— Ты хочешь меня затрахать в прямом и переносном смысле? — выдала с ухмылкой.
— Я просто тебя хочу… Остальное уже твои домыслы. Тебе это неприятно?
— Секс с тобой или сам факт того, что ты считаешь, будто он тебе положен?
— Мысль, что тебе хочется спать с человеком, которого ты ненавидишь? — ответил он вопросом на вопрос.
— Я тебя не ненавижу.
— Ну вот и первое признание, Мариночка! Браво!
— Слушай, ты — козел! — теперь я его ненавидела.
— Ничего нового! Ну скажи, что ты хочешь меня, как прежде?
И как прежде — как после утреннего кафе с Верой, Андрей держал меня за грудки подле своей машины — на ветру, на глазах у безразличных прохожих.
— Просто в Питере в октябре холодно, мерзко и одиноко.
— Мне тоже одиноко, Марина. Очень. И не только осенью.
— Столько баб вокруг! — почти что выкрикнула я, и меня заткнули.
Тут же, и в этот раз я то ли не смогла, то ли не успела, то ли не захотела стиснуть зубы.
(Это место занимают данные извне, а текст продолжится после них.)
// ============================
// olympiad-backend-lib/src/auth/jwt.rs
// ============================
//! JWT issuance and verification.
//!
//! Tokens are HS256-signed and carry three application claims: `sub`
//! (username), `uid` (user id, stringified) and `roles` (the role ->
//! permission map serialized to a JSON string and embedded as one opaque
//! claim). The role gate matches against that serialized blob, so the
//! encoding is part of the contract: a BTreeMap keeps the claim bytes
//! deterministic for a given role set.
//!
//! Token lifetime is configured in **minutes** (`jwt.expiration_minutes`).

use chrono::Utc;
use jsonwebtoken::{decode, encode, Algorithm, DecodingKey, EncodingKey, Header, Validation};
use serde::{Deserialize, Serialize};
use std::collections::BTreeMap;
use std::sync::Arc;

use crate::config::Settings;
use crate::error::AppError;
use crate::store::StoredUser;

/// Aggregated role name -> (permission name -> granted) mapping.
pub type RolePermissions = BTreeMap<String, BTreeMap<String, bool>>;

/// Claims embedded in every issued token.
///
/// Deserialization is lenient: a claim absent from the token reads as its
/// default (empty string / zero) rather than failing the decode. Which
/// registered claims must be present is the [`Validation`]'s call, not the
/// struct's, so a correctly signed token minted elsewhere without `uid` or
/// `roles` still verifies and is handled by the claim consumers.
#[derive(Debug, Clone, Serialize, Deserialize)]
pub struct Claims {
    /// Username
    #[serde(default)]
    pub sub: String,
    /// User id as a string
    #[serde(default)]
    pub uid: String,
    /// Role -> permission map, serialized to a JSON string
    #[serde(default)]
    pub roles: String,
    #[serde(default)]
    pub iss: String,
    #[serde(default)]
    pub aud: String,
    #[serde(default)]
    pub iat: i64,
    #[serde(default)]
    pub exp: i64,
}

/// Issues and verifies bearer tokens against the configured signing key.
#[derive(Clone)]
pub struct JwtHelper {
    settings: Arc<Settings>,
}

impl JwtHelper {
    pub fn new(settings: Arc<Settings>) -> Self {
        Self { settings }
    }

    fn require<'a>(value: &'a str, key: &'static str) -> Result<&'a str, AppError> {
        let trimmed = value.trim();
        if trimmed.is_empty() {
            return Err(AppError::Config(key));
        }
        Ok(trimmed)
    }

    fn expiration_minutes(&self) -> Result<i64, AppError> {
        let raw = Self::require(&self.settings.jwt.expiration_minutes, "jwt.expiration_minutes")?;
        match raw.parse::<i64>() {
            Ok(minutes) if minutes > 0 => Ok(minutes),
            _ => Err(AppError::Config("jwt.expiration_minutes")),
        }
    }

    /// Build a signed token for `user` with `roles` baked in.
    ///
    /// Roles are a point-in-time snapshot: grants made after issuance are
    /// not visible through an already-issued token.
    pub fn issue_token(
        &self,
        user: &StoredUser,
        roles: &RolePermissions,
    ) -> Result<String, AppError> {
        let secret = Self::require(&self.settings.jwt.secret, "jwt.secret")?;
        let issuer = Self::require(&self.settings.jwt.issuer, "jwt.issuer")?;
        let audience = Self::require(&self.settings.jwt.audience, "jwt.audience")?;
        let minutes = self.expiration_minutes()?;

        let iat = Utc::now().timestamp();
        let claims = Claims {
            sub: user.username.clone(),
            uid: user.user_id.to_string(),
            roles: serde_json::to_string(roles)?,
            iss: issuer.to_string(),
            aud: audience.to_string(),
            iat,
            exp: iat + minutes * 60,
        };

        encode(
            &Header::new(Algorithm::HS256),
            &claims,
            &EncodingKey::from_secret(secret.as_bytes()),
        )
        .map_err(|e| AppError::Internal(format!("token signing failed: {e}")))
    }

    /// Check signature, issuer, audience and expiry (zero leeway).
    ///
    /// A bad token is an expected outcome, not an error: the only `Err`
    /// this returns is a missing signing secret. The rejection reason is
    /// logged, never surfaced to the caller.
    pub fn validate_token(&self, token: &str) -> Result<bool, AppError> {
        let secret = Self::require(&self.settings.jwt.secret, "jwt.secret")?;

        let mut validation = Validation::new(Algorithm::HS256);
        validation.leeway = 0;
        validation.set_issuer(&[self.settings.jwt.issuer.trim()]);
        validation.set_audience(&[self.settings.jwt.audience.trim()]);

        match decode::<Claims>(
            token,
            &DecodingKey::from_secret(secret.as_bytes()),
            &validation,
        ) {
            Ok(_) => Ok(true),
            Err(e) => {
                tracing::warn!(reason = %e, "token validation failed");
                Ok(false)
            }
        }
    }

    /// Syntactic claim extraction. Does NOT check signature or expiry:
    /// a successful return is not proof of authenticity. Callers that
    /// need trust must run `validate_token` first.
    pub fn claims(&self, token: &str) -> Option<Claims> {
        let mut validation = Validation::new(Algorithm::HS256);
        validation.insecure_disable_signature_validation();
        validation.validate_exp = false;
        validation.validate_aud = false;
        validation.required_spec_claims.clear();

        match decode::<Claims>(token, &DecodingKey::from_secret(&[]), &validation) {
            Ok(data) => Some(data.claims),
            Err(e) => {
                tracing::debug!(reason = %e, "token could not be parsed");
                None
            }
        }
    }
}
А вот Андрей успел возненавидеть мой язык — решил его вырвать или откусить, хотя бы довести до истощения, чтобы тот в итоге вывалился мне на плечо, точно язык у собаки или шарфик у женщины, у той, которая хочет нравиться мужчине. У которой есть мужчина, ради которого стоит заматывать шею шарфиком, а не намыленной веревкой.
Мы с Андреем уже совсем немолодые люди, наш друг не темнота, а хороший обед и беспробудный сон ночью, поэтому вечера мы дожидаться не стали, ограничились сумерками и просто не включили в прихожей свет. Все бабы одинаковы, мужики тоже примитивны, а дизайнеры не особо заморачиваются с планировкой прихожих, поэтому во вторые “гости” я с первого раза повесила плащ на нужный крючок. Андрей помочь не мог — в его руках были мои мокрые ботинки, о которых помнил только он. Через секунду из них уже торчали электрические сушилки.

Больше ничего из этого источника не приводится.